Single molecule SMIRKS¶
The ChemPerGraph
objects are intended to create SMIRKS from molecules based on specified atoms. The easiest way to do this is to provide ChemPerGraphFromMol
a molecule and dictionary of key atoms.
These objects were created largely as a precursor to ClusterGraph
. However, it is possible some people will find them useful as a standalone object. To the best of my knowledge, there was not previously a tool to create a SMIRKS pattern for a whole molecule.
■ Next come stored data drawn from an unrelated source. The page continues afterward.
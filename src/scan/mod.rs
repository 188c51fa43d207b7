// SPDX-License-Identifier: MIT
// SPDX-FileCopyrightText: 2025 Jonathan D. A. Jewell <hyperpolymath>

//! Scan files, consolidated scan records and the operations over them

pub mod aggregate;
pub mod library;
pub mod parser;

use chrono::{DateTime, Utc};
use serde::{Deserialize, Serialize};

use crate::codec::DiseaseReading;

pub use aggregate::aggregate;
pub use library::ScanLibrary;

/// One stored image and the readings embedded in its filename
#[derive(Debug, Clone, PartialEq, Eq, Serialize, Deserialize)]
pub struct ScanFile {
    pub scan_number: u32,
    pub filename: String,
    pub created_at: DateTime<Utc>,
    /// At most two readings, highest first
    pub readings: Vec<DiseaseReading>,
    pub image_ref: String,
}

impl ScanFile {
    pub fn with_image_ref(mut self, image_ref: impl Into<String>) -> Self {
        self.image_ref = image_ref.into();
        self
    }
}

/// All files sharing one scan number, consolidated for display
#[derive(Debug, Clone, PartialEq, Eq, Serialize, Deserialize)]
pub struct ScanRecord {
    pub scan_number: u32,
    /// Most recent creation time among the member files
    pub date: DateTime<Utc>,
    /// Member filenames, oldest first
    pub files: Vec<String>,
    /// Disease names in order of discovery
    pub diseases: Vec<String>,
    /// `diseases` joined with " and "
    pub disease_display: String,
    pub diagnosis_text: String,
    pub primary: Option<DiseaseReading>,
    pub secondary: Option<DiseaseReading>,
    pub image_ref: String,
}

impl ScanRecord {
    /// Confidence label of the primary reading, e.g. `41.4%`
    pub fn confidence(&self) -> String {
        self.primary
            .as_ref()
            .map(|r| format!("{}%", r.percent))
            .unwrap_or_else(|| "N/A".to_string())
    }
}
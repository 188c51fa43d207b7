// SPDX-License-Identifier: MIT
// SPDX-FileCopyrightText: 2025 Jonathan D. A. Jewell <hyperpolymath>

//! Activity journal of stored and deleted scans

use chrono::{DateTime, Utc};
use serde::{Deserialize, Serialize};
use std::fs::{self, OpenOptions};
use std::io::{ErrorKind, Write};
use std::path::{Path, PathBuf};
use tracing::{debug, warn};

use crate::Result;

#[derive(Debug, Clone, Copy, PartialEq, Eq, Serialize, Deserialize)]
#[serde(rename_all = "snake_case")]
pub enum JournalAction {
    Captured,
    Deleted,
}

/// A single journal line
#[derive(Debug, Clone, Serialize, Deserialize)]
pub struct JournalEntry {
    pub id: String,
    pub timestamp: DateTime<Utc>,
    pub user_id: String,
    pub action: JournalAction,
    pub scan_number: u32,
    pub files: Vec<String>,
    /// Encoded filename payload of a capture
    #[serde(default)]
    pub payload: Option<String>,
    /// blake3 of the stored image bytes
    #[serde(default)]
    pub content_hash: Option<String>,
    #[serde(default)]
    pub model_version: Option<String>,
}

/// Append-only JSONL journal, one entry per line
pub struct Journal {
    path: PathBuf,
}

impl Journal {
    pub fn new(path: PathBuf) -> Self {
        Self { path }
    }

    /// Write one entry as a single line
    pub fn append(&self, entry: &JournalEntry) -> Result<()> {
        let mut line = serde_json::to_vec(entry)?;
        line.push(b'\n');

        OpenOptions::new()
            .create(true)
            .append(true)
            .open(&self.path)?
            .write_all(&line)?;
        debug!("Journaled {:?} of scan #{} for {}", entry.action, entry.scan_number, entry.user_id);
        Ok(())
    }

    /// Entries in the order they were written. A missing journal is empty;
    /// lines that no longer decode are skipped.
    pub fn read_all(&self) -> Result<Vec<JournalEntry>> {
        let content = match fs::read_to_string(&self.path) {
            Ok(content) => content,
            Err(e) if e.kind() == ErrorKind::NotFound => return Ok(Vec::new()),
            Err(e) => return Err(e.into()),
        };

        Ok(content
            .lines()
            .enumerate()
            .filter(|(_, line)| !line.trim().is_empty())
            .filter_map(|(n, line)| match serde_json::from_str(line) {
                Ok(entry) => Some(entry),
                Err(e) => {
                    warn!("Skipping journal line {}: {}", n + 1, e);
                    None
                }
            })
            .collect())
    }

    /// Up to `count` entries, newest first, optionally for one user
    pub fn get_recent(&self, count: usize, user_id: Option<&str>) -> Result<Vec<JournalEntry>> {
        Ok(self
            .read_all()?
            .into_iter()
            .rev()
            .filter(|e| user_id.map_or(true, |id| e.user_id == id))
            .take(count)
            .collect())
    }

    /// Delete the journal file
    pub fn clear(&self) -> Result<()> {
        match fs::remove_file(&self.path) {
            Err(e) if e.kind() != ErrorKind::NotFound => Err(e.into()),
            _ => Ok(()),
        }
    }

    pub fn path(&self) -> &Path {
        &self.path
    }
}

/// Entry for a committed capture
pub fn capture_entry(
    user_id: &str,
    scan_number: u32,
    filename: &str,
    payload: &str,
    image: &[u8],
    model_version: Option<String>,
) -> JournalEntry {
    JournalEntry {
        id: uuid::Uuid::new_v4().to_string(),
        timestamp: Utc::now(),
        user_id: user_id.to_string(),
        action: JournalAction::Captured,
        scan_number,
        files: vec![filename.to_string()],
        payload: Some(payload.to_string()),
        content_hash: Some(blake3::hash(image).to_hex().to_string()),
        model_version,
    }
}

/// Entry for a deleted scan
pub fn deletion_entry(user_id: &str, scan_number: u32, files: Vec<String>) -> JournalEntry {
    JournalEntry {
        id: uuid::Uuid::new_v4().to_string(),
        timestamp: Utc::now(),
        user_id: user_id.to_string(),
        action: JournalAction::Deleted,
        scan_number,
        files,
        payload: None,
        content_hash: None,
        model_version: None,
    }
}

#[cfg(test)]
mod tests {
    use super::*;

    #[test]
    fn append_and_read_back_newest_first() {
        let dir = tempfile::tempdir().unwrap();
        let journal = Journal::new(dir.path().join("journal.jsonl"));

        journal
            .append(&capture_entry("u1", 1, "scan_1_C:41.4.jpg", "C:41.4", b"img", None))
            .unwrap();
        journal
            .append(&capture_entry("u2", 1, "scan_1_G:22.0.jpg", "G:22.0", b"img", None))
            .unwrap();
        journal
            .append(&deletion_entry("u1", 1, vec!["scan_1_C:41.4.jpg".to_string()]))
            .unwrap();

        let recent = journal.get_recent(10, Some("u1")).unwrap();
        assert_eq!(recent.len(), 2);
        assert_eq!(recent[0].action, JournalAction::Deleted);
        assert_eq!(recent[1].content_hash.as_deref(), Some(blake3::hash(b"img").to_hex().as_str()));

        assert_eq!(journal.get_recent(1, None).unwrap().len(), 1);
    }

    #[test]
    fn missing_or_garbled_lines_are_tolerated() {
        let dir = tempfile::tempdir().unwrap();
        let journal = Journal::new(dir.path().join("journal.jsonl"));
        assert!(journal.read_all().unwrap().is_empty());

        std::fs::write(journal.path(), "not json\n\n").unwrap();
        assert!(journal.read_all().unwrap().is_empty());

        journal.clear().unwrap();
        assert!(!journal.path().exists());
    }
}
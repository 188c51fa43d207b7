// SPDX-License-Identifier: MIT
// SPDX-FileCopyrightText: 2025 Jonathan D. A. Jewell <hyperpolymath>

//! User record store backed by SQLite

use async_trait::async_trait;
use chrono::{DateTime, Utc};
use rusqlite::{params, Connection, OptionalExtension};
use serde::{Deserialize, Serialize};
use std::path::Path;
use std::sync::{Arc, Mutex};
use tracing::debug;

use crate::sync::RecordStore;
use crate::{OculareError, Result};

/// Database manager for Oculare (thread-safe wrapper)
#[derive(Clone)]
pub struct Database {
    conn: Arc<Mutex<Connection>>,
}

/// A user row
#[derive(Debug, Clone, Serialize, Deserialize)]
pub struct UserRecord {
    pub id: String,
    pub name: Option<String>,
    /// Serialized diagnosis summary, `None` when the user has no scans
    pub diagnoses: Option<String>,
    pub created_at: DateTime<Utc>,
}

/// Database statistics
#[derive(Debug, Clone, Serialize, Deserialize)]
pub struct DbStats {
    pub user_count: i64,
    pub users_with_diagnoses: i64,
}

impl Database {
    /// Open or create the database
    pub fn open<P: AsRef<Path>>(path: P) -> Result<Self> {
        let conn = Connection::open(path)?;
        let db = Self {
            conn: Arc::new(Mutex::new(conn)),
        };
        db.initialize()?;
        Ok(db)
    }

    /// Open an in-memory database (for testing)
    pub fn in_memory() -> Result<Self> {
        let conn = Connection::open_in_memory()?;
        let db = Self {
            conn: Arc::new(Mutex::new(conn)),
        };
        db.initialize()?;
        Ok(db)
    }

    fn lock_conn(&self) -> Result<std::sync::MutexGuard<'_, Connection>> {
        self.conn.lock().map_err(|_| OculareError::Config("Database lock poisoned".to_string()))
    }

    /// Initialize database schema
    fn initialize(&self) -> Result<()> {
        let conn = self.lock_conn()?;
        conn.execute_batch(r#"
            CREATE TABLE IF NOT EXISTS users (
                id TEXT PRIMARY KEY,
                name TEXT,
                diagnoses TEXT,
                created_at TEXT NOT NULL
            );
        "#)?;
        Ok(())
    }

    /// Insert a user, or update the name of an existing one
    pub fn upsert_user(&self, id: &str, name: Option<&str>) -> Result<()> {
        let conn = self.lock_conn()?;
        conn.execute(
            r#"INSERT INTO users (id, name, diagnoses, created_at) VALUES (?1, ?2, NULL, ?3)
               ON CONFLICT(id) DO UPDATE SET name = excluded.name"#,
            params![id, name, Utc::now().to_rfc3339()],
        )?;
        Ok(())
    }

    /// Fetch one user
    pub fn get_user(&self, id: &str) -> Result<UserRecord> {
        let conn = self.lock_conn()?;
        conn.query_row(
            "SELECT id, name, diagnoses, created_at FROM users WHERE id = ?1",
            params![id],
            row_to_user,
        )
        .optional()?
        .ok_or_else(|| OculareError::UserNotFound(id.to_string()))
    }

    /// All users, oldest first
    pub fn list_users(&self) -> Result<Vec<UserRecord>> {
        let conn = self.lock_conn()?;
        let mut stmt = conn.prepare(
            "SELECT id, name, diagnoses, created_at FROM users ORDER BY created_at, id",
        )?;
        let users = stmt.query_map([], row_to_user)?.collect::<rusqlite::Result<Vec<_>>>()?;
        Ok(users)
    }

    /// Overwrite a user's diagnosis summary
    pub fn set_diagnoses(&self, id: &str, diagnoses: Option<&str>) -> Result<()> {
        let conn = self.lock_conn()?;
        let changed = conn.execute(
            "UPDATE users SET diagnoses = ?2 WHERE id = ?1",
            params![id, diagnoses],
        )?;
        if changed == 0 {
            return Err(OculareError::UserNotFound(id.to_string()));
        }
        debug!("Updated diagnoses for user {}", id);
        Ok(())
    }

    /// Read a user's diagnosis summary
    pub fn get_diagnoses(&self, id: &str) -> Result<Option<String>> {
        Ok(self.get_user(id)?.diagnoses)
    }

    /// Get database statistics
    pub fn get_stats(&self) -> Result<DbStats> {
        let conn = self.lock_conn()?;
        let user_count: i64 = conn.query_row("SELECT COUNT(*) FROM users", [], |row| row.get(0))?;
        let users_with_diagnoses: i64 = conn.query_row(
            "SELECT COUNT(*) FROM users WHERE diagnoses IS NOT NULL",
            [],
            |row| row.get(0),
        )?;
        Ok(DbStats { user_count, users_with_diagnoses })
    }
}

fn row_to_user(row: &rusqlite::Row<'_>) -> rusqlite::Result<UserRecord> {
    let created_str: String = row.get(3)?;
    Ok(UserRecord {
        id: row.get(0)?,
        name: row.get(1)?,
        diagnoses: row.get(2)?,
        created_at: DateTime::parse_from_rfc3339(&created_str)
            .map(|dt| dt.with_timezone(&Utc))
            .unwrap_or_else(|_| Utc::now()),
    })
}

#[async_trait]
impl RecordStore for Database {
    async fn write_diagnoses(&self, user_id: &str, summary: Option<&str>) -> Result<()> {
        self.set_diagnoses(user_id, summary)
    }

    async fn read_diagnoses(&self, user_id: &str) -> Result<Option<String>> {
        self.get_diagnoses(user_id)
    }
}

#[cfg(test)]
mod tests {
    use super::*;

    #[test]
    fn user_roundtrip() {
        let db = Database::in_memory().unwrap();
        db.upsert_user("u1", Some("Ada")).unwrap();
        db.upsert_user("u1", Some("Ada L.")).unwrap();

        let user = db.get_user("u1").unwrap();
        assert_eq!(user.name.as_deref(), Some("Ada L."));
        assert!(user.diagnoses.is_none());
        assert_eq!(db.list_users().unwrap().len(), 1);
    }

    #[test]
    fn diagnoses_can_be_set_and_cleared() {
        let db = Database::in_memory().unwrap();
        db.upsert_user("u1", None).unwrap();

        db.set_diagnoses("u1", Some("[]")).unwrap();
        assert_eq!(db.get_diagnoses("u1").unwrap().as_deref(), Some("[]"));
        assert_eq!(db.get_stats().unwrap().users_with_diagnoses, 1);

        db.set_diagnoses("u1", None).unwrap();
        assert!(db.get_diagnoses("u1").unwrap().is_none());
    }

    #[test]
    fn unknown_user_is_reported() {
        let db = Database::in_memory().unwrap();
        assert!(matches!(db.set_diagnoses("ghost", None), Err(OculareError::UserNotFound(_))));
        assert!(matches!(db.get_user("ghost"), Err(OculareError::UserNotFound(_))));
    }
}
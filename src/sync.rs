// SPDX-License-Identifier: MIT
// SPDX-FileCopyrightText: 2025 Jonathan D. A. Jewell <hyperpolymath>

//! Diagnosis summary synchronization
//!
//! The record store keeps one denormalized copy of every scan record for a user
//! in a single field. It is rewritten as a whole after each add or delete, and
//! cleared to null once no scans remain. Storage stays the source of truth.

use async_trait::async_trait;
use serde::{Deserialize, Serialize};
use tracing::{debug, info};

use crate::scan::ScanRecord;
use crate::{OculareError, Result};

/// Display format of the `date` field
pub const SUMMARY_DATE_FORMAT: &str = "%-m/%-d/%Y";

/// Trait for the store that owns a user's summary field
#[async_trait]
pub trait RecordStore: Send + Sync {
    /// Overwrite the summary field; `None` clears it
    async fn write_diagnoses(&self, user_id: &str, summary: Option<&str>) -> Result<()>;

    /// Current raw value of the summary field
    async fn read_diagnoses(&self, user_id: &str) -> Result<Option<String>>;
}

/// One scan record as persisted in the summary field
#[derive(Debug, Clone, PartialEq, Eq, Serialize, Deserialize)]
#[serde(rename_all = "camelCase")]
pub struct DiagnosisEntry {
    pub scan_number: u32,
    pub date: String,
    pub diagnosis: String,
    pub disease: String,
    pub disease1: String,
    pub percent1: String,
    pub disease2: String,
    pub percent2: String,
}

impl From<&ScanRecord> for DiagnosisEntry {
    fn from(record: &ScanRecord) -> Self {
        let (disease1, percent1) = name_and_percent(record.primary.as_ref());
        let (disease2, percent2) = name_and_percent(record.secondary.as_ref());
        Self {
            scan_number: record.scan_number,
            date: record.date.format(SUMMARY_DATE_FORMAT).to_string(),
            diagnosis: record.diagnosis_text.clone(),
            disease: record.disease_display.clone(),
            disease1,
            percent1,
            disease2,
            percent2,
        }
    }
}

fn name_and_percent(reading: Option<&crate::codec::DiseaseReading>) -> (String, String) {
    reading
        .map(|r| (r.name.clone(), r.percent.clone()))
        .unwrap_or_default()
}

/// Project records into summary entries; `None` when there are no records
pub fn summarize(records: &[ScanRecord]) -> Option<Vec<DiagnosisEntry>> {
    if records.is_empty() {
        return None;
    }
    Some(records.iter().map(DiagnosisEntry::from).collect())
}

/// Serialized summary field value
pub fn serialize_summary(records: &[ScanRecord]) -> Result<Option<String>> {
    summarize(records)
        .map(|entries| serde_json::to_string(&entries))
        .transpose()
        .map_err(Into::into)
}

/// Rewrite the user's summary from `records` in a single update.
///
/// Errors come back as `SyncFailure`; callers log them and keep the storage change.
pub async fn sync(store: &dyn RecordStore, user_id: &str, records: &[ScanRecord]) -> Result<()> {
    let summary = serialize_summary(records)
        .map_err(|e| OculareError::SyncFailure(format!("cannot serialize summary: {}", e)))?;

    store
        .write_diagnoses(user_id, summary.as_deref())
        .await
        .map_err(|e| OculareError::SyncFailure(e.to_string()))?;

    match summary {
        Some(_) => info!("Synchronized {} diagnoses for user {}", records.len(), user_id),
        None => info!("Cleared diagnoses for user {}", user_id),
    }
    Ok(())
}

/// Read and decode the user's summary field
pub async fn load_summary(
    store: &dyn RecordStore,
    user_id: &str,
) -> Result<Option<Vec<DiagnosisEntry>>> {
    let raw = store.read_diagnoses(user_id).await?;
    debug!("Loaded diagnoses field for user {} (present: {})", user_id, raw.is_some());
    raw.map(|json| serde_json::from_str(&json))
        .transpose()
        .map_err(Into::into)
}

#[cfg(test)]
mod tests {
    use super::*;
    use crate::codec::DiseaseReading;
    use chrono::{TimeZone, Utc};
    use std::sync::Mutex;

    #[derive(Default)]
    struct MemoryStore {
        field: Mutex<Option<String>>,
        writes: Mutex<usize>,
    }

    #[async_trait]
    impl RecordStore for MemoryStore {
        async fn write_diagnoses(&self, _user_id: &str, summary: Option<&str>) -> Result<()> {
            *self.field.lock().unwrap() = summary.map(String::from);
            *self.writes.lock().unwrap() += 1;
            Ok(())
        }

        async fn read_diagnoses(&self, _user_id: &str) -> Result<Option<String>> {
            Ok(self.field.lock().unwrap().clone())
        }
    }

    struct FailingStore;

    #[async_trait]
    impl RecordStore for FailingStore {
        async fn write_diagnoses(&self, user_id: &str, _summary: Option<&str>) -> Result<()> {
            Err(OculareError::UserNotFound(user_id.to_string()))
        }

        async fn read_diagnoses(&self, _user_id: &str) -> Result<Option<String>> {
            Ok(None)
        }
    }

    fn record() -> ScanRecord {
        ScanRecord {
            scan_number: 3,
            date: Utc.with_ymd_and_hms(2025, 2, 22, 14, 30, 0).unwrap(),
            files: vec!["scan_3_C:41.4.jpg".to_string()],
            diseases: vec!["Cataract".to_string()],
            disease_display: "Cataract".to_string(),
            diagnosis_text: "The system detected potential signs of Cataract (41.4%). \
                             Recommend comprehensive clinical examination to confirm diagnosis."
                .to_string(),
            primary: Some(DiseaseReading {
                abbreviation: "C".to_string(),
                name: "Cataract".to_string(),
                percent: "41.4".to_string(),
            }),
            secondary: None,
            image_ref: String::new(),
        }
    }

    #[test]
    fn summary_uses_persisted_field_names() {
        let json = serialize_summary(&[record()]).unwrap().unwrap();
        let value: serde_json::Value = serde_json::from_str(&json).unwrap();

        let entry = &value[0];
        assert_eq!(entry["scanNumber"], 3);
        assert_eq!(entry["date"], "2/22/2025");
        assert_eq!(entry["disease"], "Cataract");
        assert_eq!(entry["disease1"], "Cataract");
        assert_eq!(entry["percent1"], "41.4");
        assert_eq!(entry["disease2"], "");
        assert_eq!(entry["percent2"], "");
    }

    #[test]
    fn no_records_means_null_not_empty_array() {
        assert!(summarize(&[]).is_none());
        assert!(serialize_summary(&[]).unwrap().is_none());
    }

    #[tokio::test]
    async fn sync_overwrites_then_clears() {
        let store = MemoryStore::default();

        sync(&store, "u1", &[record()]).await.unwrap();
        let loaded = load_summary(&store, "u1").await.unwrap().unwrap();
        assert_eq!(loaded.len(), 1);
        assert_eq!(loaded[0].scan_number, 3);

        sync(&store, "u1", &[]).await.unwrap();
        assert!(store.field.lock().unwrap().is_none());
        assert!(load_summary(&store, "u1").await.unwrap().is_none());
        assert_eq!(*store.writes.lock().unwrap(), 2);
    }

    #[tokio::test]
    async fn store_errors_become_sync_failures() {
        let err = sync(&FailingStore, "u1", &[record()]).await.unwrap_err();
        assert!(matches!(err, OculareError::SyncFailure(_)));
    }
}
RDKit
has a way to write molecules as “SMARTS” but as far as I can tell it just writes a SMILES string with square brackets around the atoms.
Below are a variety of examples for ChemPerGraphs
for a variety of molecules.
[ ]:
from chemper.mol_toolkits import mol_toolkit
from chemper.graphs.fragment_graph import ChemPerGraphFromMol
Simple SMIRKS¶
The most simple SMIRKS patterns have only the indexed atoms.
ChemPerGraphFromMol
objects are initiated with a chemper molecule and a dictioanry storing atom indices by desired SMIRKS index:
[2]:
mol = mol_toolkit.MolFromSmiles('C1CCC1')
# store atom 1 in smirks index 1 and atom 4 in smirks index 2
smirks_atoms = (0, 4)
graph = ChemPerGraphFromMol(mol, smirks_atoms)
graph.as_smirks()
[2]:
'[#6AH2X4x2r4+0:1]-!@[#1AH0X1x0r0+0:2]'
Extend away from the indexed atoms¶
You can also extend away from the indexed atoms using the optional layers argument. If layers is greater than 0 then atoms up to that many bonds away from the indexed atoms are added to the graph.
Lets start with just 1 layer away
[3]:
graph = ChemPerGraphFromMol(mol, smirks_atoms, layers=1)
graph.as_smirks()
[3]:
'[#6AH2X4x2r4+0:1](-!@[#1AH0X1x0r0+0:2])(-!@[#1AH0X1x0r0+0])(-@[#6AH2X4x2r4+0])-@[#6AH2X4x2r4+0]'
Encode the whole molecule¶
The other option for layers is ‘all’ which will continue adding atoms until there are no more atoms in the molecule. These SMIRKS become really unreadable for humans, but do encode all information about the molecule.
[4]:
graph = ChemPerGraphFromMol(mol, smirks_atoms, layers='all')
graph.as_smirks()
[4]:
'[#6AH2X4x2r4+0:1](-!@[#1AH0X1x0r0+0:2])(-!@[#1AH0X1x0r0+0])-@[#6AH2X4x2r4+0](-!@[#1AH0X1x0r0+0])(-!@[#1AH0X1x0r0+0])-@[#6AH2X4x2r4+0](-!@[#1AH0X1x0r0+0])(-@[#6AH2X4x2r4+0](-!@[#1AH0X1x0r0+0])-!@[#1AH0X1x0r0+0])-!@[#1AH0X1x0r0+0]'
[ ]: